-
Notifications
You must be signed in to change notification settings - Fork 36
Django Rationale
Specify is a very configurable software package. There is almost no aspect of its operation that is not subject to various options or re-purposing. The hierarchical form system is fully user definable along multiple dimensions including user context, form types, read-only vs. editing. Each of these dimensions can be determined by numerous factors, the only true specifications of which being the thick-client reference implementation. The data model includes persistence of business data along side implementation data. The business data itself exhibits the entire range of semantic rigor from fields which are entirely free form to fields which are restricted to controlled vocabularies. Indeed, even the level of rigor on a given field is subject to configuration; e.g. the user can add a pick list (controlled vocabulary) to what would otherwise be a free form field. The semantic mapping of each field is itself determined by a separate subsystem, termed schema localization, which also provides for language localization. The UI representation of data values is, in general, controlled by a number of interacting subsystems including field formatters, data object formatters, and formatters specific to data types such as dates. Again, all of these permutations are subject to user configuration. And that's just the beginning.
Now consider the complexity and ill-definedness that results from the interaction between those considerations and the constraints imposed by the Web: concurrency, asynchronicity, statelessness, latency, etc. The existing thick client comprises nearly half a million lines of Java code for what is ultimately a glorified user interface to MySQL. This is because the interplay of all these dimensions results in a combinatorial explosion of the possible states that must be handled. Simply introducing the further complications represented by adding a web interface will result not in an arithmetic addition of complexity, but another a combinatorial increase.
The only hope is to approach the problem in a modular fashion.

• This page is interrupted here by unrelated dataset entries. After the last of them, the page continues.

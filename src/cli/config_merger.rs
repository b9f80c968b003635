//! Applies CLI overrides on top of file and environment configuration.
//!
//! Precedence, highest first: command flags, global flags, environment
//! variables, configuration files.

use std::path::Path;

use super::parser::{Cli, Commands};
use crate::config::error::ConfigError;
use crate::config::{ConfigLoader, Settings};

pub struct ConfigurationMerger {
    base_config: Settings,
}

impl ConfigurationMerger {
    pub fn new(base_config: Settings) -> Self {
        Self { base_config }
    }

    /// Loads the unvalidated base configuration the way the CLI asks for it.
    ///
    /// Validation is deferred to [`merge_cli_args`](Self::merge_cli_args) so
    /// a flag such as `--port` can repair a value the files got wrong.
    pub fn from_cli(cli: &Cli) -> Result<Self, ConfigError> {
        let mut loader = ConfigLoader::new()?;
        if let Some(path) = cli.config.as_deref() {
            loader = loader.with_config_file(Self::checked_path(path)?);
        }
        if let Some(env) = cli.env {
            loader = loader.with_environment(env.into());
        }
        Ok(Self::new(loader.load_unvalidated()?))
    }

    fn checked_path(path: &Path) -> Result<&Path, ConfigError> {
        if !path.is_file() {
            return Err(ConfigError::file_not_found(path.display().to_string()));
        }
        Ok(path)
    }

    /// Returns validated settings with every CLI override applied.
    pub fn merge_cli_args(&self, cli: &Cli) -> Result<Settings, ConfigError> {
        let mut config = self.base_config.clone();

        if cli.verbose {
            config.logger.level = "debug".to_string();
        } else if cli.quiet {
            config.logger.level = "error".to_string();
        }

        if let Some(command) = &cli.command {
            Self::apply_command_overrides(&mut config, command);
        }

        config.validate()?;
        Ok(config)
    }

    fn apply_command_overrides(config: &mut Settings, command: &Commands) {
        match command {
            Commands::Serve {
                host,
                port,
                log_level,
                ..
            } => {
                if let Some(host) = host {
                    config.server.host = host.clone();
                }
                if let Some(port) = port {
                    config.server.port = *port;
                }
                if let Some(level) = log_level {
                    config.logger.level = level.as_str().to_string();
                }
            }
            Commands::Seed {
                users, rng_seed, ..
            } => {
                if let Some(users) = users {
                    config.seed.users = *users as usize;
                }
                if let Some(rng_seed) = rng_seed {
                    config.seed.rng_seed = *rng_seed;
                }
            }
            Commands::Migrate { .. } => {}
        }
    }

    pub fn config(&self) -> &Settings {
        &self.base_config
    }
}
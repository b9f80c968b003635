//! Layered configuration: TOML files, legacy `DB_*` variables and
//! `SOFTSKILLS_*` overrides, validated on load.

pub mod environment;
pub mod error;
pub mod loader;
pub mod settings;
pub mod validation;

pub use environment::Environment;
pub use error::ConfigError;
pub use loader::ConfigLoader;
pub use settings::{
    ApplicationConfig, AuthConfig, DatabaseConfig, SeedConfig, ServerConfig, Settings,
};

The solution must take the form of a tractable number of modules which can themselves be composed to match the complexity of the problem following the same combinatorial dynamic. The trick, of course, is that the modules must function and combine in the right ways. This can be achieved via two different strategies; it is the perennial top-down vs. bottom-up dichotomy.

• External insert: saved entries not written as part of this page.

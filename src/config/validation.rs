//! Configuration validation logic

use crate::config::error::ConfigError;
use crate::config::settings::{DatabaseConfig, SeedConfig, ServerConfig, Settings};
use crate::logger::LoggerConfig;

const VALID_DATABASE_SCHEMES: &[&str] = &["postgres://", "postgresql://"];

/// Upper bound on synthetic users per seed run
pub const MAX_SEED_USERS: usize = 10_000;

impl ServerConfig {
    /// - Port must be between 1 and 65535
    /// - Request and keep-alive timeouts must be greater than 0
    pub fn validate(&self) -> Result<(), ConfigError> {
        if self.port == 0 {
            return Err(ConfigError::validation(
                "server.port",
                "Port must be between 1 and 65535. Please specify a valid port number.",
            ));
        }

        if self.request_timeout == 0 {
            return Err(ConfigError::validation(
                "server.request_timeout",
                "Request timeout must be greater than 0 seconds.",
            ));
        }

        if self.keep_alive_timeout == 0 {
            return Err(ConfigError::validation(
                "server.keep_alive_timeout",
                "Keep-alive timeout must be greater than 0 seconds.",
            ));
        }

        Ok(())
    }
}

impl DatabaseConfig {
    /// - A PostgreSQL URL, or the name/user parts, must be present
    /// - Pool bounds satisfy 1 <= min <= max
    /// - Connection and query timeouts must be greater than 0
    pub fn validate(&self) -> Result<(), ConfigError> {
        let url = self.connection_url()?;
        if !VALID_DATABASE_SCHEMES
            .iter()
            .any(|scheme| url.starts_with(scheme))
        {
            return Err(ConfigError::validation(
                "database.url",
                "Invalid database URL. Expected postgres://[user[:password]@]host[:port]/database",
            ));
        }

        if self.max_connections == 0 {
            return Err(ConfigError::validation(
                "database.max_connections",
                "Max connections must be greater than 0.",
            ));
        }

        if self.min_connections == 0 {
            return Err(ConfigError::validation(
                "database.min_connections",
                "Min connections must be greater than 0.",
            ));
        }

        if self.min_connections > self.max_connections {
            return Err(ConfigError::validation(
                "database.min_connections",
                format!(
                    "Min connections ({}) cannot exceed max connections ({}).",
                    self.min_connections, self.max_connections
                ),
            ));
        }

        if self.connection_timeout == 0 {
            return Err(ConfigError::validation(
                "database.connection_timeout",
                "Connection timeout must be greater than 0 seconds.",
            ));
        }

        if self.query_timeout == 0 {
            return Err(ConfigError::validation(
                "database.query_timeout",
                "Query timeout must be greater than 0 seconds.",
            ));
        }

        Ok(())
    }
}

impl SeedConfig {
    pub fn validate(&self) -> Result<(), ConfigError> {
        if self.users > MAX_SEED_USERS {
            return Err(ConfigError::validation(
                "seed.users",
                format!("At most {MAX_SEED_USERS} users can be seeded in one run."),
            ));
        }
        Ok(())
    }
}

fn validate_logger(logger: &LoggerConfig) -> Result<(), ConfigError> {
    if logger.file.enabled && logger.file.path.as_os_str().is_empty() {
        return Err(ConfigError::validation(
            "logger.file.path",
            "File path is required when file logging is enabled.",
        ));
    }
    logger
        .validate()
        .map_err(|e| ConfigError::validation("logger", e.to_string()))
}

impl Settings {
    /// Returns the first validation error encountered.
    pub fn validate(&self) -> Result<(), ConfigError> {
        self.server.validate()?;
        self.database.validate()?;
        self.seed.validate()?;
        validate_logger(&self.logger)?;
        Ok(())
    }
}
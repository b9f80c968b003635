//! Store seams between the services and the database.
//!
//! Services hold these as `Arc<dyn ...>` so the diesel repositories can be
//! swapped for an in-memory store in unit tests.

use async_trait::async_trait;

use crate::error::AppResult;
use crate::models::{NewRole, NewUser, Role, UpdateUser, User};

/// Persistence operations over `utilizadores`.
#[async_trait]
pub trait UserStore: Send + Sync {
    /// Inserts one user and returns it with its assigned id.
    async fn create(&self, new_user: NewUser) -> AppResult<User>;

    async fn find_by_id(&self, user_id: i32) -> AppResult<Option<User>>;

    /// Exact, case-sensitive match.
    async fn find_by_email(&self, email: &str) -> AppResult<Option<User>>;

    /// All users ordered by id.
    async fn list_all(&self) -> AppResult<Vec<User>>;

    /// Applies the supplied columns in one statement. `None` when no row matched.
    ///
    /// Callers must not pass an empty change set.
    async fn update(&self, user_id: i32, changes: UpdateUser) -> AppResult<Option<User>>;

    /// Returns the number of deleted rows (0 or 1).
    async fn delete(&self, user_id: i32) -> AppResult<usize>;

    /// Bulk insert skipping rows that conflict; returns rows actually inserted.
    async fn seed(&self, rows: Vec<NewUser>) -> AppResult<usize>;
}

/// Persistence operations over `cargos`.
#[async_trait]
pub trait RoleStore: Send + Sync {
    async fn create(&self, new_role: NewRole) -> AppResult<Role>;

    async fn find_by_id(&self, role_id: i32) -> AppResult<Option<Role>>;

    /// All roles ordered by id.
    async fn list_all(&self) -> AppResult<Vec<Role>>;

    /// Inserts rows with explicit ids skipping conflicts, then realigns the
    /// id sequence. Returns rows actually inserted.
    async fn seed(&self, rows: Vec<NewRole>) -> AppResult<usize>;
}

/// Connectivity check used by the readiness endpoints.
#[async_trait]
pub trait StoreHealth: Send + Sync {
    async fn ping(&self) -> AppResult<()>;
}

The top-down approach would mean designing the entire system, all of the new modules and their interactions, upfront. The advantage is that once that is accomplished, the coding itself is a straightforward implementation of the resulting specification. The downside is that nothing can be produced until the entire system has been analyzed. Otherwise, you might end up implementing modules that don't combine properly with those yet to be designed.
Working from the bottom-up entails choosing some portion of the system you want the most and implementing it in the most straightforward way possible. Further functionality is added iteratively. Modularity is maintained in an ongoing process of refactoring and refining. The advantage is that functionality is delivered rapidly and is flexible to changing requirements. The downside is that code may be revisited numerous times, and it becomes more difficult to parcel out the coding since the design work is intermingled.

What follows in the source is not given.